Film Review: Inception (Director: Christopher Nolan)

What is real and what is not? How do we perceive reality and what is reality anyway? Can we ever really know it and if so, how? If one wants to summarizes what drives Christopher Nolans film, these questions may provide a starting point. Nolan is a master of playing with levels of reality, of unsettling certainties, shattering beliefs, dissolving what we call facts. Deconstruting time and memory in Memento, disassociating fact from perception in The Prestige, even reinventing the Batman franchise as a study in roleplay, perception and interpreting reality, recreating it in the process: Nolan, like no other director of his generation, uses film, the ultimate medium of illusion and make-belief to question as well as challenge our relationship with reality.

Inception is just a logical next step in this adventure. It is the story of a man whose job it is to invade other people's dreams, even create them, in order to extract their secrets or, hardest of all, to plant ideas in their subconscious. A story that is ideal to test the limits of reality and to wonder where it starts and ends. The dream, that mighty illusionist, that pretender of reality and truth - is there a better subject for somebody like Nolan.
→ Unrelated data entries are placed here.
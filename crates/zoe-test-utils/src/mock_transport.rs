// SPDX-FileCopyrightText: 2026 Zoe Contributors
// SPDX-License-Identifier: MIT OR Apache-2.0

//! Mock real-time transport for deterministic routing tests.
//!
//! `MockTransport` reports a scripted set of connected devices and captures
//! every push for assertion.

use std::collections::{HashMap, HashSet};
use std::sync::Arc;

use async_trait::async_trait;
use tokio::sync::Mutex;

use zoe_core::{RealtimeTransport, TimerNotification, ZoeError};

/// One captured push.
#[derive(Debug, Clone, PartialEq)]
pub enum SentNotification {
    Device {
        device_id: String,
        notification: TimerNotification,
    },
    Broadcast {
        user_id: String,
        notification: TimerNotification,
    },
}

#[derive(Default)]
struct State {
    connected: HashSet<String>,
    failing: HashSet<String>,
    /// Live connection count per user, used by `broadcast_to_user`.
    sessions: HashMap<String, usize>,
    broadcast_fails: bool,
    sent: Vec<SentNotification>,
}

/// A mock transport. Cloning shares the underlying state.
#[derive(Clone, Default)]
pub struct MockTransport {
    state: Arc<Mutex<State>>,
}

impl MockTransport {
    pub fn new() -> Self {
        Self::default()
    }

    /// Mark a device as holding a live connection.
    pub async fn connect(&self, device_id: &str) {
        self.state.lock().await.connected.insert(device_id.to_string());
    }

    pub async fn disconnect(&self, device_id: &str) {
        self.state.lock().await.connected.remove(device_id);
    }

    /// Make sends to a connected device fail.
    pub async fn fail_device(&self, device_id: &str) {
        self.state.lock().await.failing.insert(device_id.to_string());
    }

    /// Set how many live sessions a broadcast to `user_id` reaches.
    pub async fn set_sessions(&self, user_id: &str, count: usize) {
        self.state.lock().await.sessions.insert(user_id.to_string(), count);
    }

    pub async fn fail_broadcasts(&self) {
        self.state.lock().await.broadcast_fails = true;
    }

    pub async fn sent(&self) -> Vec<SentNotification> {
        self.state.lock().await.sent.clone()
    }

    /// Device ids that received a direct push, in order.
    pub async fn delivered_devices(&self) -> Vec<String> {
        self.state
            .lock()
            .await
            .sent
            .iter()
            .filter_map(|s| match s {
                SentNotification::Device { device_id, .. } => Some(device_id.clone()),
                SentNotification::Broadcast { .. } => None,
            })
            .collect()
    }

    /// User ids that received a broadcast, in order.
    pub async fn broadcasts(&self) -> Vec<String> {
        self.state
            .lock()
            .await
            .sent
            .iter()
            .filter_map(|s| match s {
                SentNotification::Broadcast { user_id, .. } => Some(user_id.clone()),
                SentNotification::Device { .. } => None,
            })
            .collect()
    }
}

#[async_trait]
impl RealtimeTransport for MockTransport {
    async fn is_connected(&self, device_id: &str) -> bool {
        self.state.lock().await.connected.contains(device_id)
    }

    async fn send_to_device(
        &self,
        device_id: &str,
        notification: &TimerNotification,
    ) -> Result<(), ZoeError> {
        let mut state = self.state.lock().await;
        if !state.connected.contains(device_id) {
            return Err(ZoeError::transport(format!("device {device_id} not connected")));
        }
        if state.failing.contains(device_id) {
            return Err(ZoeError::transport(format!("send to {device_id} failed")));
        }
        state.sent.push(SentNotification::Device {
            device_id: device_id.to_string(),
            notification: notification.clone(),
        });
        Ok(())
    }

    async fn broadcast_to_user(
        &self,
        user_id: &str,
        notification: &TimerNotification,
    ) -> Result<usize, ZoeError> {
        let mut state = self.state.lock().await;
        if state.broadcast_fails {
            return Err(ZoeError::transport("broadcast failed"));
        }
        let reached = state.sessions.get(user_id).copied().unwrap_or(0);
        state.sent.push(SentNotification::Broadcast {
            user_id: user_id.to_string(),
            notification: notification.clone(),
        });
        Ok(reached)
    }
}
It is not the first time, sleep plays a role in Nolan's cosmos. In Insomnia ist was sleeplessness that alters the protagonist's experience of the world and blurs reality so much that in the end it is hardly recognisable as such. This time, we follow the protagonist and his crew into one dream level after the other in order to plant the idea that may free him from his own demons. The way Nolan stages this is much more straightforward and less surprising than in previous films. The viewer always knows where he is, or thinks he does. Even the conclusion is not too surprising but the certainty is treacherous as so often in Nolan's films. Because the film does not end when the credits are rolling, it continues in the viewer's head where suddenly what seemed straightforward and clear dissolves into vagueness. How many layers of dream and reality are there? Is there a level of 'reality' and if so which is it? And who is dreaming anyway?

So what seemed simpler and more logical than Memento and The Prestige turns out to provide even less certainty than those who at least offer a satisfying conclusion in the very end. Nolan is a master in creating false certainties and then removing the ground from under the viewer's feet.

The visual cosmos of the film plays its part. The world of the different reality levels looks like ours but with a twist. Gravity can disappear, a city unfold on itself, ordinary houses appear in strange surroundings. The combination of what is real, what is remembered, what exists and what is purely imagined, what does not and cannot exist, this peculiar logic of the dream - Nolan finds the perfect images for this, for this unstable, fantastic and frightening state dreams can be.

So if this review is a little less structured, more meandering and possible less logical than others, the reason may not lie in the incompetence of the reviewer alone but maybe also in the shaky ground and ever changing environment the film creates. And isn't this, this play with illusions and imagination, this creation of worlds entirely their own, what cinema was created for?